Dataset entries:
========================

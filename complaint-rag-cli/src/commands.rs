//! Subcommand implementations.

use std::path::Path;
use std::sync::Arc;

use anyhow::{Context, Result};
use complaint_rag::hashing::DEFAULT_HASHING_DIMENSIONS;
use complaint_rag::{
    DEFAULT_PRODUCTS, EVAL_QUESTIONS, Embedder, EmbeddingProvider, FlatIndex,
    HashingEmbeddingProvider, HuggingFaceEmbeddingProvider, HuggingFaceGenerator,
    IngestionPipeline, QaPipeline, RagConfig, Record, RecursiveChunker, Retriever, evaluate,
    render_markdown, retain_products,
};
use tracing::info;

use crate::cli::EmbedderKind;

pub fn load_config(path: Option<&Path>) -> Result<RagConfig> {
    match path {
        Some(path) => RagConfig::from_json_file(path)
            .with_context(|| format!("failed to load config from {}", path.display())),
        None => Ok(RagConfig::default()),
    }
}

pub async fn ingest(
    config: &RagConfig,
    input: &Path,
    index_path: &Path,
    kind: EmbedderKind,
    clean: bool,
    all_products: bool,
) -> Result<()> {
    let mut records = load_records(input).await?;
    let loaded = records.len();
    if !all_products {
        records = retain_products(records, DEFAULT_PRODUCTS);
    }
    info!(loaded, kept = records.len(), path = %input.display(), "loaded records");

    let embedder = embedder(config, kind).await?;
    let index = Arc::new(FlatIndex::new(embedder.dimensions())?);
    let pipeline = IngestionPipeline::builder()
        .config(config)
        .chunker(Arc::new(RecursiveChunker::from_config(config)?))
        .embedder(embedder)
        .index(index.clone())
        .cleaning(clean)
        .build()?;

    let report = pipeline.run(&records).await?;
    index
        .save(index_path)
        .await
        .with_context(|| format!("failed to write {}", index_path.display()))?;

    println!(
        "Indexed {} chunks from {} records ({} skipped) into {}",
        report.chunks,
        report.records,
        report.skipped,
        index_path.display()
    );
    Ok(())
}

pub async fn ask(
    config: &RagConfig,
    index_path: &Path,
    kind: EmbedderKind,
    top_k: Option<usize>,
    question: &str,
) -> Result<()> {
    let pipeline = qa_pipeline(config, index_path, kind).await?;
    let k = top_k.unwrap_or(config.top_k);
    let result = pipeline.answer_with_k(question, k).await?;

    println!("{}\n", result.answer);
    for (i, source) in result.sources.iter().enumerate() {
        let id = source.field(&config.id_field).unwrap_or_else(|| "unknown".to_string());
        println!("[{}] {id} (score {:.3})\n{}\n", i + 1, source.score, source.text);
    }
    Ok(())
}

pub async fn eval(config: &RagConfig, index_path: &Path, kind: EmbedderKind) -> Result<()> {
    let pipeline = qa_pipeline(config, index_path, kind).await?;
    let rows = evaluate(&pipeline, &EVAL_QUESTIONS).await?;
    print!("{}", render_markdown(&rows));
    Ok(())
}

async fn qa_pipeline(
    config: &RagConfig,
    index_path: &Path,
    kind: EmbedderKind,
) -> Result<QaPipeline> {
    let index = FlatIndex::load(index_path)
        .await
        .with_context(|| format!("failed to load index from {}", index_path.display()))?;
    let retriever = Retriever::new(embedder(config, kind).await?, Arc::new(index), config.top_k)
        .context("index does not match the selected embedder")?
        .with_id_field(config.id_field.clone());
    let generator = HuggingFaceGenerator::from_env(config.generation_model.clone())?
        .verify()
        .await
        .with_context(|| format!("generation model {} is not usable", config.generation_model))?;

    Ok(QaPipeline::builder()
        .config(config)
        .retriever(retriever)
        .generator(Arc::new(generator))
        .build()?)
}

async fn embedder(config: &RagConfig, kind: EmbedderKind) -> Result<Embedder> {
    let provider: Arc<dyn EmbeddingProvider> = match kind {
        EmbedderKind::Hashing => {
            Arc::new(HashingEmbeddingProvider::new(DEFAULT_HASHING_DIMENSIONS)?)
        }
        EmbedderKind::HuggingFace => Arc::new(
            HuggingFaceEmbeddingProvider::from_env(config.embedding_model.clone())?
                .with_timeout(config.embedding_timeout())?
                .verify()
                .await
                .with_context(|| {
                    format!("embedding model {} is not usable", config.embedding_model)
                })?,
        ),
    };
    Ok(Embedder::new(provider, config.embedding_batch_size)?)
}

/// Read JSON Lines records, ignoring blank lines.
async fn load_records(path: &Path) -> Result<Vec<Record>> {
    let contents = tokio::fs::read_to_string(path)
        .await
        .with_context(|| format!("failed to read {}", path.display()))?;

    contents
        .lines()
        .enumerate()
        .filter(|(_, line)| !line.trim().is_empty())
        .map(|(number, line)| {
            serde_json::from_str(line)
                .with_context(|| format!("{}:{}: invalid record", path.display(), number + 1))
        })
        .collect()
}
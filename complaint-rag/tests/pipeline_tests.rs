//! End-to-end tests for ingestion, retrieval, answering, and evaluation.

use std::sync::atomic::{AtomicUsize, Ordering};
use std::sync::{Arc, Mutex};
use std::time::Duration;

use async_trait::async_trait;
use complaint_rag::document::{Metadata, Record, SearchResult};
use complaint_rag::embedding::{Embedder, EmbeddingProvider};
use complaint_rag::generation::{GenerationConfig, Generator};
use complaint_rag::hashing::HashingEmbeddingProvider;
use complaint_rag::inmemory::FlatIndex;
use complaint_rag::vectorindex::VectorIndex;
use complaint_rag::{
    EVAL_QUESTIONS, EvaluationRow, FAILURE_ANSWER_PREFIX, IngestionPipeline, QaPipeline,
    RagError, RecursiveChunker, Result, Retriever, evaluate, render_markdown,
};
use serde_json::{Value, json};

const OVERDRAFT: &str = "Overdraft fees are charged without warning.";
const MORTGAGE: &str = "Mortgage application was delayed for months.";
const QUESTION: &str = "Why was I charged unexpectedly for overdraft?";

/// Returns a fixed response and remembers the last prompt.
struct StaticGenerator {
    response: Value,
    last_prompt: Mutex<Option<String>>,
}

impl StaticGenerator {
    fn new(response: Value) -> Self {
        Self { response, last_prompt: Mutex::new(None) }
    }
}

#[async_trait]
impl Generator for StaticGenerator {
    fn name(&self) -> &str {
        "static"
    }

    async fn generate(&self, prompt: &str, _config: &GenerationConfig) -> Result<Value> {
        *self.last_prompt.lock().unwrap() = Some(prompt.to_string());
        Ok(self.response.clone())
    }
}

struct FailingGenerator;

#[async_trait]
impl Generator for FailingGenerator {
    fn name(&self) -> &str {
        "failing"
    }

    async fn generate(&self, _prompt: &str, _config: &GenerationConfig) -> Result<Value> {
        Err(RagError::GenerationError {
            provider: "failing".into(),
            message: "API returned 503 Service Unavailable".into(),
            retryable: true,
        })
    }
}

struct SlowGenerator;

#[async_trait]
impl Generator for SlowGenerator {
    fn name(&self) -> &str {
        "slow"
    }

    async fn generate(&self, _prompt: &str, _config: &GenerationConfig) -> Result<Value> {
        tokio::time::sleep(Duration::from_secs(600)).await;
        Ok(json!("too late"))
    }
}

/// Counts embedding calls on top of the hashing provider.
#[derive(Default)]
struct CountingProvider {
    inner: HashingEmbeddingProvider,
    calls: AtomicUsize,
}

#[async_trait]
impl EmbeddingProvider for CountingProvider {
    fn name(&self) -> &str {
        "Counting"
    }

    async fn embed(&self, text: &str) -> Result<Vec<f32>> {
        self.calls.fetch_add(1, Ordering::SeqCst);
        self.inner.embed(text).await
    }

    async fn embed_batch(&self, texts: &[&str]) -> Result<Vec<Vec<f32>>> {
        self.calls.fetch_add(1, Ordering::SeqCst);
        self.inner.embed_batch(texts).await
    }

    fn dimensions(&self) -> usize {
        self.inner.dimensions()
    }
}

fn embedder(provider: Arc<dyn EmbeddingProvider>) -> Embedder {
    Embedder::new(provider, 32).unwrap()
}

fn corpus() -> Vec<Record> {
    vec![Record::new("1", "Checking account", OVERDRAFT), Record::new("2", "Mortgage", MORTGAGE)]
}

async fn ingest(
    records: &[Record],
    provider: Arc<dyn EmbeddingProvider>,
    batch_size: usize,
) -> Arc<FlatIndex> {
    let index = Arc::new(FlatIndex::new(provider.dimensions()).unwrap());
    IngestionPipeline::builder()
        .chunker(Arc::new(RecursiveChunker::new(500, 50).unwrap()))
        .embedder(embedder(provider))
        .index(index.clone())
        .batch_size(batch_size)
        .build()
        .unwrap()
        .run(records)
        .await
        .unwrap();
    index
}

async fn qa_pipeline(generator: Arc<dyn Generator>) -> QaPipeline {
    let provider: Arc<dyn EmbeddingProvider> = Arc::new(HashingEmbeddingProvider::default());
    let index = ingest(&corpus(), provider.clone(), 1000).await;
    QaPipeline::builder()
        .retriever(Retriever::new(embedder(provider), index, 2).unwrap())
        .generator(generator)
        .build()
        .unwrap()
}

fn result(id: Option<&str>, text: &str) -> SearchResult {
    let mut metadata = Metadata::new();
    if let Some(id) = id {
        metadata.insert("complaint_id".into(), json!(id));
    }
    SearchResult { score: 0.5, text: text.to_string(), metadata }
}

// ── Retrieval ──────────────────────────────────────────────────────

#[tokio::test]
async fn overdraft_question_ranks_overdraft_chunk_first() {
    let provider: Arc<dyn EmbeddingProvider> = Arc::new(HashingEmbeddingProvider::default());
    let index = ingest(&corpus(), provider.clone(), 1000).await;
    let retriever = Retriever::new(embedder(provider), index, 5).unwrap();

    let results = retriever.retrieve(QUESTION, 2).await.unwrap();
    assert_eq!(results.len(), 2);
    assert_eq!(results[0].field("complaint_id").as_deref(), Some("1"));
    assert_eq!(results[0].text, OVERDRAFT);
    assert_eq!(results[1].field("complaint_id").as_deref(), Some("2"));
    assert!(results[0].score > results[1].score);
}

#[tokio::test]
async fn retrieval_from_empty_index_is_empty_not_an_error() {
    let provider: Arc<dyn EmbeddingProvider> = Arc::new(HashingEmbeddingProvider::default());
    let index = Arc::new(FlatIndex::new(provider.dimensions()).unwrap());
    let retriever = Retriever::new(embedder(provider), index, 5).unwrap();

    let results = retriever.retrieve(QUESTION, 5).await.unwrap();
    assert!(results.is_empty());
    assert_eq!(retriever.format_context(&results), "");
}

#[tokio::test]
async fn blank_question_is_rejected_before_embedding() {
    let provider = Arc::new(CountingProvider::default());
    let index = Arc::new(FlatIndex::new(provider.dimensions()).unwrap());
    let retriever = Retriever::new(embedder(provider.clone()), index, 5).unwrap();
    let pipeline = QaPipeline::builder()
        .retriever(retriever.clone())
        .generator(Arc::new(StaticGenerator::new(json!("unused"))))
        .build()
        .unwrap();

    assert!(matches!(retriever.retrieve("   ", 3).await, Err(RagError::InvalidInput(_))));
    assert!(matches!(pipeline.answer("\n\t").await, Err(RagError::InvalidInput(_))));
    assert_eq!(provider.calls.load(Ordering::SeqCst), 0);
}

#[test]
fn retriever_rejects_mismatched_dimensions_and_zero_k() {
    let provider: Arc<dyn EmbeddingProvider> = Arc::new(HashingEmbeddingProvider::default());
    let index: Arc<dyn VectorIndex> = Arc::new(FlatIndex::new(8).unwrap());
    assert!(matches!(
        Retriever::new(embedder(provider.clone()), index, 5),
        Err(RagError::ConfigError(_))
    ));

    let index: Arc<dyn VectorIndex> = Arc::new(FlatIndex::new(384).unwrap());
    assert!(matches!(Retriever::new(embedder(provider), index, 0), Err(RagError::ConfigError(_))));
}

// ── Context formatting ─────────────────────────────────────────────

#[test]
fn context_blocks_follow_input_order() {
    let provider: Arc<dyn EmbeddingProvider> = Arc::new(HashingEmbeddingProvider::default());
    let index = Arc::new(FlatIndex::new(384).unwrap());
    let retriever = Retriever::new(embedder(provider), index, 5).unwrap();

    let sources = [result(Some("1"), OVERDRAFT), result(Some("2"), MORTGAGE)];
    let context = retriever.format_context(&sources);
    assert_eq!(context, format!("Source 1: 1\n{OVERDRAFT}\n\nSource 2: 2\n{MORTGAGE}"));

    assert_eq!(retriever.format_context(&[]), "");
    assert_eq!(retriever.format_context(&[result(None, "text")]), "Source 1: unknown\ntext");
}

#[test]
fn context_can_use_another_id_field() {
    let provider: Arc<dyn EmbeddingProvider> = Arc::new(HashingEmbeddingProvider::default());
    let index = Arc::new(FlatIndex::new(384).unwrap());
    let retriever = Retriever::new(embedder(provider), index, 5).unwrap().with_id_field("case");

    let mut source = result(Some("1"), "text");
    source.metadata.insert("case".into(), json!(77));
    assert_eq!(retriever.format_context(&[source]), "Source 1: 77\ntext");
}

// ── Answering ──────────────────────────────────────────────────────

#[tokio::test]
async fn all_response_shapes_yield_the_same_answer() {
    let shapes =
        [json!("text"), json!([{ "generated_text": "text" }]), json!({ "generated_text": "text" })];
    for shape in shapes {
        let pipeline = qa_pipeline(Arc::new(StaticGenerator::new(shape.clone()))).await;
        let answer = pipeline.answer(QUESTION).await.unwrap();
        assert_eq!(answer.answer, "text", "shape {shape}");
    }
}

#[tokio::test]
async fn echoed_prompt_is_stripped_from_answer() {
    let echoed = json!([{
        "generated_text": "Context: ...\nQuestion: q\nAnswer: Fees were not disclosed."
    }]);
    let pipeline = qa_pipeline(Arc::new(StaticGenerator::new(echoed))).await;
    assert_eq!(pipeline.answer(QUESTION).await.unwrap().answer, "Fees were not disclosed.");
}

#[tokio::test]
async fn unexpected_response_shape_becomes_its_json_text() {
    let pipeline = qa_pipeline(Arc::new(StaticGenerator::new(json!(42)))).await;
    assert_eq!(pipeline.answer(QUESTION).await.unwrap().answer, "42");

    let pipeline = qa_pipeline(Arc::new(StaticGenerator::new(json!({ "label": "x" })))).await;
    assert_eq!(pipeline.answer(QUESTION).await.unwrap().answer, r#"{"label":"x"}"#);
}

#[tokio::test]
async fn prompt_carries_context_and_question() {
    let generator = Arc::new(StaticGenerator::new(json!("ok")));
    let pipeline = qa_pipeline(generator.clone()).await;
    let answer = pipeline.answer(QUESTION).await.unwrap();

    let prompt = generator.last_prompt.lock().unwrap().clone().unwrap();
    assert!(prompt.starts_with(complaint_rag::INSTRUCTIONS));
    assert!(prompt.contains(&format!("Context:\nSource 1: 1\n{OVERDRAFT}")));
    assert!(prompt.ends_with(&format!("Question: {QUESTION}\nAnswer:")));
    assert_eq!(answer.question, QUESTION);
    assert_eq!(answer.sources.len(), 2);
}

#[tokio::test]
async fn generation_failure_becomes_failure_answer_with_sources() {
    let pipeline = qa_pipeline(Arc::new(FailingGenerator)).await;
    let answer = pipeline.answer(QUESTION).await.unwrap();

    assert!(answer.answer.starts_with(FAILURE_ANSWER_PREFIX), "got {}", answer.answer);
    assert!(answer.answer.contains("503"));
    assert_eq!(answer.sources.len(), 2);
}

#[tokio::test(start_paused = true)]
async fn slow_generation_times_out_into_failure_answer() {
    let provider: Arc<dyn EmbeddingProvider> = Arc::new(HashingEmbeddingProvider::default());
    let index = ingest(&corpus(), provider.clone(), 1000).await;
    let pipeline = QaPipeline::builder()
        .retriever(Retriever::new(embedder(provider), index, 1).unwrap())
        .generator(Arc::new(SlowGenerator))
        .timeout(Duration::from_secs(5))
        .build()
        .unwrap();

    let answer = pipeline.answer(QUESTION).await.unwrap();
    assert!(answer.answer.starts_with(FAILURE_ANSWER_PREFIX));
    assert_eq!(answer.sources.len(), 1);
}

#[test]
fn builders_require_their_components() {
    assert!(matches!(QaPipeline::builder().build(), Err(RagError::ConfigError(_))));
    assert!(matches!(IngestionPipeline::builder().build(), Err(RagError::ConfigError(_))));
}

// ── Ingestion ──────────────────────────────────────────────────────

#[tokio::test]
async fn records_without_narrative_are_skipped() {
    let provider: Arc<dyn EmbeddingProvider> = Arc::new(HashingEmbeddingProvider::default());
    let index = Arc::new(FlatIndex::new(384).unwrap());
    let mut missing = Record::new("3", "Credit card", "");
    missing.narrative = None;
    let records = vec![
        Record::new("1", "Credit card", OVERDRAFT),
        Record::new("2", "Credit card", "   "),
        missing,
    ];

    let report = IngestionPipeline::builder()
        .chunker(Arc::new(RecursiveChunker::new(500, 50).unwrap()))
        .embedder(embedder(provider))
        .index(index.clone())
        .batch_size(2)
        .build()
        .unwrap()
        .run(&records)
        .await
        .unwrap();

    assert_eq!((report.records, report.skipped, report.chunks, report.batches), (1, 2, 1, 2));
    assert_eq!(index.len().await, 1);
}

#[tokio::test]
async fn index_contents_do_not_depend_on_batch_size() {
    let records: Vec<Record> = (0..25)
        .map(|i| {
            let charges = "late payment charge ".repeat(i % 4 + 1);
            let narrative = format!("Complaint {i} about fee number {i}.\n\n{charges}");
            Record::new(i.to_string(), "Credit card", narrative)
        })
        .collect();
    let provider: Arc<dyn EmbeddingProvider> = Arc::new(HashingEmbeddingProvider::default());

    let one_at_a_time = ingest(&records, provider.clone(), 1).await;
    let all_at_once = ingest(&records, provider, 1000).await;

    let size = all_at_once.len().await;
    assert_eq!(one_at_a_time.len().await, size);
    for position in 0..size {
        assert_eq!(one_at_a_time.get(position).await, all_at_once.get(position).await);
    }
}

#[tokio::test]
async fn cleaning_skips_narratives_that_clean_to_nothing() {
    let provider: Arc<dyn EmbeddingProvider> = Arc::new(HashingEmbeddingProvider::default());
    let index = Arc::new(FlatIndex::new(384).unwrap());
    let records = vec![
        Record::new("1", "Credit card", "Dear Sir, I need help."),
        Record::new("2", "Credit card", "My CARD was charged $35!!"),
    ];

    let report = IngestionPipeline::builder()
        .chunker(Arc::new(RecursiveChunker::new(500, 50).unwrap()))
        .embedder(embedder(provider))
        .index(index.clone())
        .cleaning(true)
        .build()
        .unwrap()
        .run(&records)
        .await
        .unwrap();

    assert_eq!((report.records, report.skipped), (1, 1));
    let (_, chunk) = index.get(0).await.unwrap();
    assert_eq!(chunk.text, "my card was charged 35");
    assert_eq!(chunk.metadata["narrative"], json!("My CARD was charged $35!!"));
}

#[test]
fn zero_ingest_batch_size_is_rejected() {
    let provider: Arc<dyn EmbeddingProvider> = Arc::new(HashingEmbeddingProvider::default());
    let result = IngestionPipeline::builder()
        .chunker(Arc::new(RecursiveChunker::new(500, 50).unwrap()))
        .embedder(embedder(provider))
        .index(Arc::new(FlatIndex::new(384).unwrap()))
        .batch_size(0)
        .build();
    assert!(matches!(result, Err(RagError::ConfigError(_))));
}

// ── Evaluation ─────────────────────────────────────────────────────

#[tokio::test]
async fn evaluation_runs_every_question() {
    let pipeline = qa_pipeline(Arc::new(StaticGenerator::new(json!("An answer.")))).await;
    let rows = evaluate(&pipeline, &EVAL_QUESTIONS).await.unwrap();

    assert_eq!(rows.len(), EVAL_QUESTIONS.len());
    for (row, question) in rows.iter().zip(EVAL_QUESTIONS) {
        assert_eq!(row.question, question);
        assert_eq!(row.answer, "An answer.");
        assert!(row.top_source.is_some());
    }
}

#[test]
fn markdown_table_truncates_answers_and_snippets() {
    let rows = vec![
        EvaluationRow {
            question: "Q1?".into(),
            answer: "a".repeat(300),
            top_source: Some(format!("line one\nline two {}", "b".repeat(200))),
        },
        EvaluationRow { question: "Q2?".into(), answer: "short".into(), top_source: None },
    ];

    let table = render_markdown(&rows);
    let lines: Vec<&str> = table.lines().collect();
    assert_eq!(lines.len(), 4);
    assert_eq!(
        lines[0],
        "| Question | Generated Answer | Top Source Snippet | Score (1-5) | Comments |"
    );
    assert_eq!(lines[1], "| --- | --- | --- | --- | --- |");

    let snippet = format!("line one line two {}", "b".repeat(102));
    assert_eq!(lines[2], format!("| Q1? | {}… | {snippet} … |  |  |", "a".repeat(240)));
    assert_eq!(lines[3], "| Q2? | short | - |  |  |");
}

========================

▶ **ASSIGNED TASK**
Both end lines included, restate word for word the lines above from the line with "assert_eq!(results[0].text, OVERDRAFT);" to the line with "VectorIndex> = Arc::new(FlatIndex::new(384).unwrap());", and nothing else.

▶ **EXERCISE OUTPUT**
    assert_eq!(results[0].text, OVERDRAFT);
    assert_eq!(results[1].field("complaint_id").as_deref(), Some("2"));
    assert!(results[0].score > results[1].score);
}

#[tokio::test]
async fn retrieval_from_empty_index_is_empty_not_an_error() {
    let provider: Arc<dyn EmbeddingProvider> = Arc::new(HashingEmbeddingProvider::default());
    let index = Arc::new(FlatIndex::new(provider.dimensions()).unwrap());
    let retriever = Retriever::new(embedder(provider), index, 5).unwrap();

    let results = retriever.retrieve(QUESTION, 5).await.unwrap();
    assert!(results.is_empty());
    assert_eq!(retriever.format_context(&results), "");
}

#[tokio::test]
async fn blank_question_is_rejected_before_embedding() {
    let provider = Arc::new(CountingProvider::default());
    let index = Arc::new(FlatIndex::new(provider.dimensions()).unwrap());
    let retriever = Retriever::new(embedder(provider.clone()), index, 5).unwrap();
    let pipeline = QaPipeline::builder()
        .retriever(retriever.clone())
        .generator(Arc::new(StaticGenerator::new(json!("unused"))))
        .build()
        .unwrap();

    assert!(matches!(retriever.retrieve("   ", 3).await, Err(RagError::InvalidInput(_))));
    assert!(matches!(pipeline.answer("\n\t").await, Err(RagError::InvalidInput(_))));
    assert_eq!(provider.calls.load(Ordering::SeqCst), 0);
}

#[test]
fn retriever_rejects_mismatched_dimensions_and_zero_k() {
    let provider: Arc<dyn EmbeddingProvider> = Arc::new(HashingEmbeddingProvider::default());
    let index: Arc<dyn VectorIndex> = Arc::new(FlatIndex::new(8).unwrap());
    assert!(matches!(
        Retriever::new(embedder(provider.clone()), index, 5),
        Err(RagError::ConfigError(_))
    ));

    let index: Arc<dyn VectorIndex> = Arc::new(FlatIndex::new(384).unwrap());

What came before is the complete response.